EXERCISE
Every line from the start of the listing below through the line that contains "use reqwest::header;" is to be reproduced word for word.

MATERIAL FOR THE TASK

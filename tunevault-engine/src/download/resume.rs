//! Resumable single-stream download
//!
//! The on-demand path keeps a partial `.tmp` and continues it across
//! network drops with `Range: bytes=N-`. Expired URLs (416) are refreshed
//! through the resolver and the attempt restarts from zero. The caller owns
//! the final rename, so a crash at any point leaves only the `.tmp`.

use super::segmented::READ_BUF;
use super::DownloadError;
use crate::resolver::StreamResolver;
use reqwest::header;
use std::path::{Path, PathBuf};
use std::sync::Arc;
use std::time::Duration;
use tokio::fs::{File, OpenOptions};
use tokio::io::{AsyncWriteExt, BufWriter};
use tracing::{debug, warn};

/// Attempt budget across the whole download
pub const RESUME_MAX_RETRIES: u32 = 15;

/// Backoff schedule: 2, 4, 8, 16, then capped at 30 seconds
pub const INITIAL_RETRY_DELAY: Duration = Duration::from_secs(2);
pub const MAX_RETRY_DELAY: Duration = Duration::from_secs(30);

/// Events surfaced to the task registry during a resumable download
#[derive(Debug, Clone, Copy)]
pub enum ResumeEvent {
    /// Progress bucketed into [5, 99]; 100 is the caller's rename
    Progress { percent: u8 },
    /// Waiting out a network failure before the next attempt
    Paused { retry_in: Duration },
}

pub type ResumeEventFn = Arc<dyn Fn(ResumeEvent) + Send + Sync>;

/// Backoff delay for the given 1-based retry number.
pub fn retry_delay(retry: u32) -> Duration {
    let exp = retry.saturating_sub(1).min(4);
    MAX_RETRY_DELAY.min(INITIAL_RETRY_DELAY * 2u32.pow(exp))
}

/// Bucket byte progress into [5, 99].
pub fn bucket_percent(written: u64, total: u64) -> u8 {
    if total == 0 {
        return 5;
    }
    let ratio = (written.saturating_mul(94) / total).min(94) as u8;
    (5 + ratio).min(99)
}

fn tmp_path(final_path: &Path) -> PathBuf {
    PathBuf::from(format!("{}.tmp", final_path.display()))
}

/// Download `initial_url` into `<final_path>.tmp`, resuming the partial if
/// one exists. Returns the byte count on completion; the `.tmp` is left in
/// place for the caller to rename.
pub async fn fetch_resumable(
    http: &reqwest::Client,
    resolver: &Arc<StreamResolver>,
    source_id: &str,
    initial_url: String,
    final_path: &Path,
    events: ResumeEventFn,
) -> Result<u64, DownloadError> {
    let tmp = tmp_path(final_path);
    let mut url = initial_url;
    let mut retry: u32 = 0;

    'attempt: loop {
        let offset = tokio::fs::metadata(&tmp).await.map(|m| m.len()).unwrap_or(0);

        let mut request = http.get(&url);
        if offset > 0 {
            debug!(offset = offset, "resuming partial download");
            request = request.header(header::RANGE, format!("bytes={offset}-"));
        }

        let mut response = match request.send().await {
            Ok(r) => r,
            Err(e) => {
                warn!(error = %e, "request failed, backing off");
                retry += 1;
                backoff(retry, &events).await?;
                continue 'attempt;
            }
        };

        let status = response.status().as_u16();
        let (mut out, mut written, total) = match status {
            // Append from the current length
            206 => {
                let total = content_range_total(&response)
                    .or_else(|| response.content_length().map(|len| offset + len))
                    .unwrap_or(0);
                let file = OpenOptions::new()
                    .append(true)
                    .create(true)
                    .open(&tmp)
                    .await?;
                (BufWriter::with_capacity(READ_BUF, file), offset, total)
            }
            // Server ignored the range: restart from zero
            200 => {
                if offset > 0 {
                    debug!("server ignored range header, restarting from byte 0");
                }
                let total = response.content_length().unwrap_or(0);
                let file = File::create(&tmp).await?;
                (BufWriter::with_capacity(READ_BUF, file), 0u64, total)
            }
            // Stream URL expired: refresh through the resolver, restart
            416 => {
                debug!(source_id = %source_id, "range not satisfiable, refreshing stream URL");
                resolver.invalidate(source_id);
                let Some(fresh) = resolver.resolve(source_id).await else {
                    return Err(DownloadError::Failed(
                        "stream refresh after 416 failed".to_string(),
                    ));
                };
                url = fresh;
                let _ = tokio::fs::remove_file(&tmp).await;
                continue 'attempt;
            }
            other => return Err(DownloadError::from_status(other)),
        };

        // Stream body; a mid-stream error is a network failure, not fatal.
        loop {
            match response.chunk().await {
                Ok(Some(chunk)) => {
                    out.write_all(&chunk).await?;
                    written += chunk.len() as u64;
                    (events.as_ref())(ResumeEvent::Progress {
                        percent: bucket_percent(written, total),
                    });
                }
                Ok(None) => break,
                Err(e) => {
                    out.flush().await?;
                    warn!(error = %e, written = written, "stream interrupted, backing off");
                    retry += 1;
                    backoff(retry, &events).await?;
                    continue 'attempt;
                }
            }
        }
        out.flush().await?;

        if total > 0 && written < total {
            warn!(
                written = written,
                total = total,
                "truncated response, backing off"
            );
            retry += 1;
            backoff(retry, &events).await?;
            continue 'attempt;
        }

        return Ok(written);
    }
}

async fn backoff(retry: u32, events: &ResumeEventFn) -> Result<(), DownloadError> {
    if retry > RESUME_MAX_RETRIES {
        return Err(DownloadError::Failed(format!(
            "giving up after {RESUME_MAX_RETRIES} attempts"
        )));
    }
    let delay = retry_delay(retry);
    (events.as_ref())(ResumeEvent::Paused { retry_in: delay });
    tokio::time::sleep(delay).await;
    Ok(())
}

/// Total length out of a `Content-Range: bytes N-M/total` header.
fn content_range_total(response: &reqwest::Response) -> Option<u64> {
    response
        .headers()
        .get(header::CONTENT_RANGE)
        .and_then(|v| v.to_str().ok())
        .and_then(|v| v.rsplit('/').next())
        .and_then(|total| total.parse().ok())
}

RESPONSE TO THIS EXERCISE
filename tunevault-engine/src/download/resume.rs
//! Resumable single-stream download
//!
//! The on-demand path keeps a partial `.tmp` and continues it across
//! network drops with `Range: bytes=N-`. Expired URLs (416) are refreshed
//! through the resolver and the attempt restarts from zero. The caller owns
//! the final rename, so a crash at any point leaves only the `.tmp`.

use super::segmented::READ_BUF;
use super::DownloadError;
use crate::resolver::StreamResolver;
use reqwest::header;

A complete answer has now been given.